_Required action_
Look through the lines below and extract any with the word "writer".

_Material provided_

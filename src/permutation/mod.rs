// Licensed under the Apache License, Version 2.0 <LICENSE-APACHE
// or https://www.apache.org/licenses/LICENSE-2.0> or the MIT license
// <LICENSE-MIT or https://opensource.org/licenses/MIT>, at your
// option. This file may not be copied, modified, or distributed
// except according to those terms.
//
// Copyright (c) ZK-GARAGE. All rights reserved.

//! Wire sharing bookkeeping.
//!
//! The [`Permutation`] records every wire a [`Variable`] occupies plus the
//! variables that were declared equal, and compiles both into the copy
//! constraints the backend turns into its permutation argument.

pub(crate) mod constants;

use crate::constraint_system::{Gate, Variable, WireData, WIRES};
use crate::error::Error;
use ark_ff::PrimeField;
use ark_serialize::{
    CanonicalDeserialize, CanonicalSerialize, Read, SerializationError, Write,
};
use itertools::Itertools;

/// Permutation bookkeeping of one build.
#[derive(Clone, Debug, Default)]
pub(crate) struct Permutation {
    /// Wires occupied by every variable, in insertion order.
    pub(crate) variable_map: Vec<Vec<WireData>>,
    /// Union-find forest over variables. Roots are the smallest member.
    parent: Vec<usize>,
    /// Class size, only meaningful for roots.
    size: Vec<usize>,
    /// Every union that was requested, in request order.
    pub(crate) equivalences: Vec<(Variable, Variable)>,
}

impl Permutation {
    /// Creates an empty permutation with room for `expected_size` variables.
    pub(crate) fn with_capacity(expected_size: usize) -> Self {
        Self {
            variable_map: Vec::with_capacity(expected_size),
            parent: Vec::with_capacity(expected_size),
            size: Vec::with_capacity(expected_size),
            equivalences: Vec::new(),
        }
    }

    /// Number of variables allocated so far.
    pub(crate) fn variable_count(&self) -> usize {
        self.variable_map.len()
    }

    /// Allocates a new [`Variable`], failing once `limit` variables exist.
    pub(crate) fn new_variable(&mut self, limit: usize) -> Result<Variable, Error> {
        let index = self.variable_map.len();
        if index >= limit {
            return Err(Error::AllocatorExhausted { limit });
        }
        Ok(self.push_variable())
    }

    fn push_variable(&mut self) -> Variable {
        let index = self.variable_map.len();
        self.variable_map.push(Vec::new());
        self.parent.push(index);
        self.size.push(1);
        Variable(index)
    }

    /// Records the wires of row `gate_index`.
    ///
    /// # Panics
    ///
    /// If a wire references a variable that was not allocated by this
    /// permutation.
    pub(crate) fn add_variables_to_map(
        &mut self,
        wires: &[Option<Variable>; WIRES],
        gate_index: usize,
    ) {
        for (column, wire) in wires.iter().enumerate() {
            if let Some(var) = wire {
                self.add_variable_to_map(*var, WireData::new(gate_index, column));
            }
        }
    }

    fn add_variable_to_map(&mut self, var: Variable, wire: WireData) {
        assert!(
            var.0 < self.variable_map.len(),
            "variable {} was not allocated in this build",
            var.0
        );
        self.variable_map[var.0].push(wire);
    }

    /// Wires currently occupied by `var`.
    pub(crate) fn occurrences(&self, var: Variable) -> &[WireData] {
        &self.variable_map[var.0]
    }

    /// Moves `wire` from `from` to `to`.
    pub(crate) fn relocate(&mut self, wire: WireData, from: Variable, to: Variable) {
        self.remove_wire(from, wire);
        self.add_variable_to_map(to, wire);
    }

    /// Forgets that `var` occupies `wire`.
    pub(crate) fn remove_wire(&mut self, var: Variable, wire: WireData) {
        self.variable_map[var.0].retain(|w| *w != wire);
    }

    /// Representative of the equivalence class of `var`.
    pub(crate) fn find(&self, var: Variable) -> Variable {
        let mut index = var.0;
        while self.parent[index] != index {
            index = self.parent[index];
        }
        Variable(index)
    }

    /// Whether `var` was declared equal to another variable.
    pub(crate) fn is_merged(&self, var: Variable) -> bool {
        self.size[self.find(var).0] > 1
    }

    /// Declares `a` and `b` equal. All their wires end up in one cycle.
    pub(crate) fn union(&mut self, a: Variable, b: Variable) {
        let (root_a, root_b) = (self.find(a).0, self.find(b).0);
        self.equivalences.push((a, b));
        if root_a == root_b {
            return;
        }
        let (root, child) = if root_a < root_b {
            (root_a, root_b)
        } else {
            (root_b, root_a)
        };
        self.parent[child] = root;
        self.size[root] += self.size[child];
        // Compress the paths of both operands.
        self.parent[a.0] = root;
        self.parent[b.0] = root;
    }

    /// Rebuilds the bookkeeping of a finished gate list.
    pub(crate) fn from_gates<F>(
        variable_count: usize,
        gates: &[Gate<F>],
        equivalences: &[(Variable, Variable)],
    ) -> Self
    where
        F: PrimeField,
    {
        let mut perm = Self::with_capacity(variable_count);
        for _ in 0..variable_count {
            perm.push_variable();
        }
        for (gate_index, gate) in gates.iter().enumerate() {
            perm.add_variables_to_map(&gate.wires, gate_index);
        }
        for (a, b) in equivalences {
            perm.union(*a, *b);
        }
        perm
    }

    /// Compiles the copy constraints of a system with `gate_count` rows.
    pub(crate) fn finalize(&self, gate_count: usize) -> CopyConstraints {
        // Group variables by their class representative.
        let mut classes: Vec<Vec<WireData>> = vec![Vec::new(); self.variable_map.len()];
        for (index, wires) in self.variable_map.iter().enumerate() {
            let root = self.find(Variable(index)).0;
            classes[root].extend_from_slice(wires);
        }

        let cycles = classes
            .into_iter()
            .filter(|cycle| !cycle.is_empty())
            .map(|mut cycle| {
                cycle.sort_by_key(WireData::position);
                cycle
            })
            .sorted_by_key(|cycle| cycle[0].position())
            .collect::<Vec<_>>();

        let mut sigma = (0..gate_count)
            .map(|gate| {
                [
                    WireData::Left(gate),
                    WireData::Right(gate),
                    WireData::Output(gate),
                    WireData::Fourth(gate),
                ]
            })
            .collect::<Vec<_>>();
        for cycle in cycles.iter() {
            for (current, next) in cycle.iter().zip(cycle.iter().cycle().skip(1)) {
                sigma[current.gate_index()][current.column()] = *next;
            }
        }

        CopyConstraints { cycles, sigma }
    }
}

/// Copy constraints handed to the backend.
#[derive(Clone, Debug, Default, Eq, PartialEq)]
pub struct CopyConstraints {
    pub(crate) cycles: Vec<Vec<WireData>>,
    pub(crate) sigma: Vec<[WireData; WIRES]>,
}

impl CopyConstraints {
    /// Positions that must carry the same value, one cycle per class of
    /// equal variables. Positions are ordered by row then column, and the
    /// cycles by their first position.
    pub fn cycles(&self) -> &[Vec<WireData>] {
        &self.cycles
    }

    /// For every row, the next position of the cycle each wire belongs to.
    /// Unused wires map to themselves.
    pub fn sigma(&self) -> &[[WireData; WIRES]] {
        &self.sigma
    }

    /// Cycle containing `wire`, if the wire is used.
    pub fn cycle_of(&self, wire: WireData) -> Option<&[WireData]> {
        self.cycles
            .iter()
            .find(|cycle| cycle.contains(&wire))
            .map(Vec::as_slice)
    }

    /// Coset shifts that keep the four wire columns disjoint.
    pub fn coset_shifts<F: PrimeField>() -> [F; WIRES] {
        constants::coset_shifts()
    }
}

impl CanonicalSerialize for CopyConstraints {
    fn serialize<W: Write>(
        &self,
        mut writer: W,
    ) -> Result<(), SerializationError> {
        self.cycles.serialize(&mut writer)?;
        (self.sigma.len() as u64).serialize(&mut writer)?;
        for row in self.sigma.iter() {
            for wire in row.iter() {
                wire.serialize(&mut writer)?;
            }
        }
        Ok(())
    }

    fn serialized_size(&self) -> usize {
        self.cycles.serialized_size()
            + 8
            + self
                .sigma
                .iter()
                .flatten()
                .map(CanonicalSerialize::serialized_size)
                .sum::<usize>()
    }
}

impl CanonicalDeserialize for CopyConstraints {
    fn deserialize<R: Read>(mut reader: R) -> Result<Self, SerializationError> {
        let cycles = Vec::<Vec<WireData>>::deserialize(&mut reader)?;
        let rows = u64::deserialize(&mut reader)? as usize;
        let mut sigma = Vec::new();
        for _ in 0..rows {
            let mut row = [WireData::Left(0); WIRES];
            for wire in row.iter_mut() {
                *wire = WireData::deserialize(&mut reader)?;
            }
            sigma.push(row);
        }
        Ok(Self { cycles, sigma })
    }
}
// Licensed under the Apache License, Version 2.0 <LICENSE-APACHE
// or https://www.apache.org/licenses/LICENSE-2.0> or the MIT license
// <LICENSE-MIT or https://opensource.org/licenses/MIT>, at your
// option. This file may not be copied, modified, or distributed
// except according to those terms.
//
// Copyright (c) ZK-GARAGE. All rights reserved.

//! Boolean Gates

use crate::constraint_system::{
    FieldVar, GateKind, GenericGate, StandardComposer,
};
use crate::error::Error;
use ark_ff::PrimeField;

/// A [`FieldVar`] known to be `0` or `1`.
///
/// Values of this type are only handed out after the bit was constrained, or
/// when they are derived from such bits by operations that preserve it.
#[derive(derivative::Derivative)]
#[derivative(Clone(bound = ""), Debug(bound = ""))]
pub struct BoolVar<F>(FieldVar<F>)
where
    F: PrimeField;

impl<F> BoolVar<F>
where
    F: PrimeField,
{
    /// Constant bit.
    pub fn constant(bit: bool) -> Self {
        Self(FieldVar::constant(if bit { F::one() } else { F::zero() }))
    }

    /// The bit as a field value.
    pub fn as_field(&self) -> &FieldVar<F> {
        &self.0
    }

    /// Value of the bit if it is a constant.
    pub fn to_constant(&self) -> Option<bool> {
        self.0.to_constant().map(|value| value.is_one())
    }

    /// `1 - self`, free.
    pub fn not(&self) -> Self {
        Self(FieldVar::one().sub(&self.0))
    }
}

impl<F> StandardComposer<F>
where
    F: PrimeField,
{
    /// Adds a boolean constraint (also known as binary constraint) where
    /// the gate eq. will enforce that `a` is either `0` or `1`.
    ///
    /// Constants are checked directly and fail with
    /// [`Error::UnsatisfiedConstraint`] when they are not a bit.
    pub fn assert_boolean(&mut self, a: &FieldVar<F>) -> Result<BoolVar<F>, Error> {
        let lc = self.reduce(a);
        if lc.is_constant() {
            let value = lc.constant_term();
            if value.is_zero() || value.is_one() {
                return Ok(BoolVar(FieldVar::constant(value)));
            }
            return Err(Error::UnsatisfiedConstraint(format!(
                "constant {} is not a bit",
                value
            )));
        }

        let var = self.seal_lc(lc)?;
        let mut gate = GenericGate::new();
        gate.left(F::zero(), var)
            .right(F::zero(), var)
            .output(-F::one(), var)
            .mul(F::one());
        self.push_gate(gate.into_gate(GateKind::Boolean))?;
        Ok(BoolVar(FieldVar::variable(var)))
    }

    /// Allocates a constrained bit. The value is only read in prover mode.
    pub fn allocate_bool(&mut self, bit: Option<bool>) -> Result<BoolVar<F>, Error> {
        let value = bit.map(|bit| if bit { F::one() } else { F::zero() });
        let var = self.witness(value)?;
        self.assert_boolean(&var)
    }

    /// Bit computed by `witness`, see
    /// [`StandardComposer::allocate_with`](StandardComposer::allocate_with).
    pub fn exists_bool<W>(&mut self, witness: W) -> Result<BoolVar<F>, Error>
    where
        W: FnOnce(&Self) -> Result<bool, Error>,
    {
        let var = self.exists(|cs| {
            witness(cs).map(|bit| if bit { F::one() } else { F::zero() })
        })?;
        self.assert_boolean(&var)
    }

    /// Reads the value of a bit. Prover mode only, unless constant.
    pub fn read_bool(&self, bit: &BoolVar<F>) -> Result<bool, Error> {
        self.read_value(&bit.0).map(|value| value.is_one())
    }

    /// `a ∧ b = a · b`
    pub fn and(&mut self, a: &BoolVar<F>, b: &BoolVar<F>) -> Result<BoolVar<F>, Error> {
        self.mul(&a.0, &b.0).map(BoolVar)
    }

    /// `a ∨ b = a + b - a · b`
    pub fn or(&mut self, a: &BoolVar<F>, b: &BoolVar<F>) -> Result<BoolVar<F>, Error> {
        let product = self.mul(&a.0, &b.0)?;
        Ok(BoolVar(a.0.add(&b.0).sub(&product)))
    }

    /// `a ⊕ b = a + b - 2 · a · b`
    pub fn xor(&mut self, a: &BoolVar<F>, b: &BoolVar<F>) -> Result<BoolVar<F>, Error> {
        let product = self.mul(&a.0, &b.0)?;
        Ok(BoolVar(a.0.add(&b.0).sub(&product.scale(F::from(2u64)))))
    }

    /// A gadget which outputs a bit whose value is 1 if the input is 0 and
    /// whose value is 0 otherwise.
    pub fn is_zero(&mut self, a: &FieldVar<F>) -> Result<BoolVar<F>, Error> {
        let lc = self.reduce(a);
        if lc.is_constant() {
            return Ok(BoolVar::constant(lc.constant_term().is_zero()));
        }

        let x = self.seal_lc(lc)?;
        let y = self.allocate_with(|cs| {
            Ok(cs.value_of_var(x)?.inverse().unwrap_or_else(F::one))
        })?;
        let b = self.allocate_with(|cs| {
            Ok(F::one() - cs.value_of_var(x)? * cs.value_of_var(y)?)
        })?;

        // Enforce constraints. The constraint system being used here is
        // a * y + b - 1 = 0
        // a * b = 0
        // where y is auxiliary and b is the boolean (a == 0).
        self.arithmetic_gate(|gate| {
            gate.left(F::zero(), x).right(F::zero(), b).mul(F::one())
        })?;
        self.arithmetic_gate(|gate| {
            gate.left(F::zero(), x)
                .right(F::zero(), y)
                .mul(F::one())
                .fourth(F::one(), b)
                .constant(-F::one())
        })?;
        Ok(BoolVar(FieldVar::variable(b)))
    }

    /// A gadget which outputs a bit whose value is 1 if `a == b`.
    pub fn is_equal(
        &mut self,
        a: &FieldVar<F>,
        b: &FieldVar<F>,
    ) -> Result<BoolVar<F>, Error> {
        self.is_zero(&a.sub(b))
    }

    /// Conditionally selects a value based on an input bit.
    ///
    /// If:
    /// bit == 1 => choice_a,
    /// bit == 0 => choice_b,
    pub fn conditional_select(
        &mut self,
        bit: &BoolVar<F>,
        choice_a: &FieldVar<F>,
        choice_b: &FieldVar<F>,
    ) -> Result<FieldVar<F>, Error> {
        // b + bit · (a - b)
        let delta = self.mul(&bit.0, &choice_a.sub(choice_b))?;
        Ok(choice_b.add(&delta))
    }
}
// Licensed under the Apache License, Version 2.0 <LICENSE-APACHE
// or https://www.apache.org/licenses/LICENSE-2.0> or the MIT license
// <LICENSE-MIT or https://opensource.org/licenses/MIT>, at your
// option. This file may not be copied, modified, or distributed
// except according to those terms.
//
// Copyright (c) ZK-GARAGE. All rights reserved.

//! Build configuration.

/// Knobs of a single build.
///
/// ```
/// use plonk_builder::prelude::ComposerConfig;
///
/// let config = ComposerConfig::new()
///     .check_gates(true)
///     .max_variables(1 << 20)
///     .expected_size(1024);
/// assert!(config.checks_gates());
/// ```
#[derive(Clone, Debug, Default, Eq, PartialEq)]
pub struct ComposerConfig {
    pub(crate) check_gates: bool,
    pub(crate) max_variables: Option<usize>,
    pub(crate) expected_size: usize,
}

impl ComposerConfig {
    /// Default configuration: no self-check, unbounded allocator.
    pub fn new() -> Self {
        Self::default()
    }

    /// Checks every row against the witness as it is emitted in prover mode.
    pub fn check_gates(mut self, check: bool) -> Self {
        self.check_gates = check;
        self
    }

    /// Caps the number of variables of the build.
    pub fn max_variables(mut self, limit: usize) -> Self {
        self.max_variables = Some(limit);
        self
    }

    /// Pre-allocates room for `expected_size` rows and variables.
    pub fn expected_size(mut self, expected_size: usize) -> Self {
        self.expected_size = expected_size;
        self
    }

    /// Whether the prover-mode self-check is enabled.
    pub fn checks_gates(&self) -> bool {
        self.check_gates
    }

    pub(crate) fn variable_limit(&self) -> usize {
        self.max_variables.unwrap_or(usize::MAX)
    }
}
// Licensed under the Apache License, Version 2.0 <LICENSE-APACHE
// or https://www.apache.org/licenses/LICENSE-2.0> or the MIT license
// <LICENSE-MIT or https://opensource.org/licenses/MIT>, at your
// option. This file may not be copied, modified, or distributed
// except according to those terms.
//
// Copyright (c) ZK-GARAGE. All rights reserved.

//! A collection of all possible errors encountered while building a circuit.

use crate::constraint_system::GateKind;
use thiserror::Error;

/// Defines all possible errors that can be encountered while building or
/// checking a constraint system.
///
/// Every variant is recoverable and returned to the immediate caller. A build
/// that fails should be discarded as a whole, the partially filled
/// [`StandardComposer`](crate::constraint_system::StandardComposer) is never
/// reused.
#[derive(Clone, Debug, Eq, Error, PartialEq)]
pub enum Error {
    /// A concrete value was demanded from a variable while running in
    /// analysis mode, or a prover-mode allocation was not given a value.
    #[error("witness value unavailable in {mode} mode")]
    WitnessUnavailable {
        /// Mode the composer was running in.
        mode: &'static str,
    },

    /// A gadget received the wrong number of wires or coefficients.
    #[error("shape mismatch for {what}: expected {expected}, found {found}")]
    ShapeMismatch {
        /// What was being shaped.
        what: &'static str,
        /// Expected length.
        expected: usize,
        /// Length actually supplied.
        found: usize,
    },

    /// A gate (or a copy constraint) is not satisfied by the witness.
    #[error("unsatisfied constraint: {0}")]
    UnsatisfiedConstraint(String),

    /// The variable allocator ran out of identifiers.
    #[error("variable allocator exhausted after {limit} variables")]
    AllocatorExhausted {
        /// Maximum number of variables of the build.
        limit: usize,
    },

    /// A field element or a serialized system does not belong to the field
    /// the composer is parameterized over.
    #[error("field element does not belong to the expected modulus")]
    ModulusMismatch,

    /// Inversion of a zero witness.
    #[error("division by zero")]
    DivisionByZero,

    /// Serialized data could not be decoded.
    #[error("malformed constraint system bytes")]
    MalformedBytes,
}

impl Error {
    pub(crate) fn unsatisfied_row(row: usize, kind: GateKind) -> Self {
        Self::UnsatisfiedConstraint(format!("row {} ({:?})", row, kind))
    }
}
// Licensed under the Apache License, Version 2.0 <LICENSE-APACHE
// or https://www.apache.org/licenses/LICENSE-2.0> or the MIT license
// <LICENSE-MIT or https://opensource.org/licenses/MIT>, at your
// option. This file may not be copied, modified, or distributed
// except according to those terms.
//
// Copyright (c) ZK-GARAGE. All rights reserved.

//! Constants used in the permutation argument to ensure that the wire subsets
//! are disjoint.

#![allow(non_snake_case)]

use crate::constraint_system::WIRES;
use ark_ff::PrimeField;

pub(crate) fn K1<F: PrimeField>() -> F {
    F::from(7_u64)
}

pub(crate) fn K2<F: PrimeField>() -> F {
    F::from(13_u64)
}

pub(crate) fn K3<F: PrimeField>() -> F {
    F::from(17_u64)
}

/// Shift of every wire column: `[1, K1, K2, K3]`.
pub(crate) fn coset_shifts<F: PrimeField>() -> [F; WIRES] {
    [F::one(), K1(), K2(), K3()]
}

#[cfg(test)]
mod test {
    use super::*;
    use ark_bls12_381::Fr;

    #[test]
    fn test_shifts_are_distinct() {
        let shifts = coset_shifts::<Fr>();
        for (i, a) in shifts.iter().enumerate() {
            for b in shifts.iter().skip(i + 1) {
                assert_ne!(a, b);
            }
        }
        assert_eq!(shifts[3], Fr::from(17u64));
    }
}
// Licensed under the Apache License, Version 2.0 <LICENSE-APACHE
// or https://www.apache.org/licenses/LICENSE-2.0> or the MIT license
// <LICENSE-MIT or https://opensource.org/licenses/MIT>, at your
// option. This file may not be copied, modified, or distributed
// except according to those terms.
//
// Copyright (c) ZK-GARAGE. All rights reserved.

//! Collection of functions needed to build PLONK circuits.
//!
//! Use this as the only import that you need to interact with the principal
//! data structures of the builder.

pub use crate::{
    circuit::{
        self, check_mode_equivalence, run_in_analysis, run_in_analysis_with,
        run_in_prover, run_in_prover_with, Circuit, CircuitInputs, InputShape,
        WitnessTable,
    },
    config::ComposerConfig,
    constraint_system::{
        BoolVar, ConstraintSystem, CopyConstraints, FieldVar, GateKind, Mode,
        StandardComposer, Variable,
    },
    error::Error,
};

_Expected answer_
        mut writer: W,
        self.cycles.serialize(&mut writer)?;
        (self.sigma.len() as u64).serialize(&mut writer)?;
                wire.serialize(&mut writer)?;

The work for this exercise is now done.